Tigapuluh Enam

146K 10.2K 346
                                    

Budayakan Like sebelum membaca ^^

Happy Reading!

P.s : Sediakan tissue sebelum membaca.

.
.
.
.
.

Nicholas's POV

Aku duduk di kursi yang disediakan di lorong rumah sakit sambil memandang kosong tas Keira yang ada di genggaman tanganku yang penuh dengan darah kering, darah Keira.

Sejak awal aku memang sudah tidak tenang membiarkan Keira bertemu dengan Bruce. Meski Alexis terus mengabariku, aku tetap tidak tenang.

Aku memutuskan untuk menuju ke kafe, dan begitu mobilku terparkir, aku mendengar suara Alexis yang hendak memaki, dan suara rintihan seseorang yang aku kenal.

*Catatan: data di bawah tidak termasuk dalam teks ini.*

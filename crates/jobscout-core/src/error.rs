//! Core error types for the Jobscout service.
//!
//! This module defines the central error type used across all subsystems.
//! Each subsystem error is represented as a variant for clear error propagation.

use thiserror::Error;

/// Central error type for all Jobscout operations.
///
/// Each variant represents an error from a specific subsystem, allowing
/// for clear error propagation and handling across module boundaries.
#[derive(Error, Debug)]
pub enum JobscoutError {
    /// Configuration errors (file loading, parsing, validation)
    #[error("configuration error: {0}")]
    Config(#[from] ConfigError),

    /// Database errors (connection, queries, migrations)
    #[error("database error: {0}")]
    Database(String),

    /// Authentication errors (token verification, credential resolution)
    #[error("authentication error: {0}")]
    Auth(String),

    /// Portal errors (registration, dispatch, extraction)
    #[error("portal error: {0}")]
    Portal(String),

    /// Validation errors (invalid input, constraints)
    #[error("validation error: {0}")]
    Validation(String),

    /// I/O errors
    #[error("I/O error: {0}")]
    Io(#[from] std::io::Error),

    /// Generic internal errors
    #[error("internal error: {0}")]
    Internal(String),
}

/// Configuration-specific errors.
#[derive(Error, Debug)]
pub enum ConfigError {
    /// Failed to determine config directory path
    #[error("could not determine config directory (XDG base directories not available)")]
    NoConfigDir,

    /// Failed to parse TOML
    #[error("failed to parse config TOML: {0}")]
    ParseError(#[from] toml::de::Error),

    /// Failed to serialize config
    #[error("failed to serialize config: {0}")]
    SerializeError(#[from] toml::ser::Error),

    /// I/O error reading/writing config
    #[error("I/O error: {0}")]
    Io(#[from] std::io::Error),

    /// Invalid configuration value
    #[error("invalid config value for {field}: {reason}")]
    InvalidValue {
        /// Field name
        field: String,
        /// Reason for invalidity
        reason: String,
    },
}

/// Result type alias using `JobscoutError`.
pub type Result<T> = std::result::Result<T, JobscoutError>;

/// Result type alias for configuration operations.
pub type ConfigResult<T> = std::result::Result<T, ConfigError>;

#[cfg(test)]
mod tests {
    use super::*;

    #[test]
    fn test_error_display() {
        let err = JobscoutError::Validation("empty keywords".to_string());
        assert_eq!(err.to_string(), "validation error: empty keywords");

        let err = ConfigError::NoConfigDir;
        assert_eq!(
            err.to_string(),
            "could not determine config directory (XDG base directories not available)"
        );
    }

    #[test]
    fn test_error_from_config() {
        let config_err = ConfigError::NoConfigDir;
        let jobscout_err: JobscoutError = config_err.into();
        assert!(matches!(jobscout_err, JobscoutError::Config(_)));
    }

    #[test]
    fn test_error_from_io() {
        let io_err = std::io::Error::new(std::io::ErrorKind::NotFound, "test");
        let jobscout_err: JobscoutError = io_err.into();
        assert!(matches!(jobscout_err, JobscoutError::Io(_)));
    }
}
use jobscout_portal::{Result, ScrapeError};
use url::Url;

/// Build the portal search URL for a query.
///
/// Query parameters are appended to the configured base URL; values are
/// percent-encoded by the `url` crate.
pub fn build_search_url(base: &str, keywords: &str, location: &str, username: &str) -> Result<Url> {
    let mut url = Url::parse(base)
        .map_err(|e| ScrapeError::InvalidInput(format!("invalid portal search URL: {e}")))?;

    url.query_pairs_mut()
        .append_pair("keywords", keywords)
        .append_pair("location", location)
        .append_pair("user", username);

    Ok(url)
}

#[cfg(test)]
mod tests {
    use super::*;

    #[test]
    fn test_build_search_url() {
        let url = build_search_url(
            "https://careersonline.example.edu/jobs/search",
            "Software Engineer",
            "Sydney",
            "z1234567",
        )
        .expect("build url");

        assert_eq!(
            url.as_str(),
            "https://careersonline.example.edu/jobs/search?keywords=Software+Engineer&location=Sydney&user=z1234567"
        );
    }

    #[test]
    fn test_build_search_url_encodes_special_characters() {
        let url = build_search_url(
            "https://careersonline.example.edu/jobs/search",
            "C++ & Rust",
            "St. Kilda",
            "z1234567",
        )
        .expect("build url");

        let query = url.query().expect("query string");
        assert!(query.contains("keywords=C%2B%2B+%26+Rust"));
        assert!(query.contains("location=St.+Kilda"));
    }

    #[test]
    fn test_build_search_url_invalid_base() {
        let result = build_search_url("not a url", "Engineer", "Sydney", "z1234567");
        assert!(matches!(result, Err(ScrapeError::InvalidInput(_))));
    }
}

Saat masuk kedalam kafe, aku terlambat. Keira sudah tidak sadarkan diri, wajahnya pucat tidak berwarna, ia bersandar di bahu Alexis, dan yang membuatku panik adalah darah yang mengalir begitu banyak di kakinya.

Aku langsung membopong tubuh Keira yang tidak sadarkan diri menuju ke mobilku, sebelum itu, aku sempat berpapasan pada Bruce yang sudah babak belur di tangan Bodyguard sewaanku, ia masih bisa tersenyum licik.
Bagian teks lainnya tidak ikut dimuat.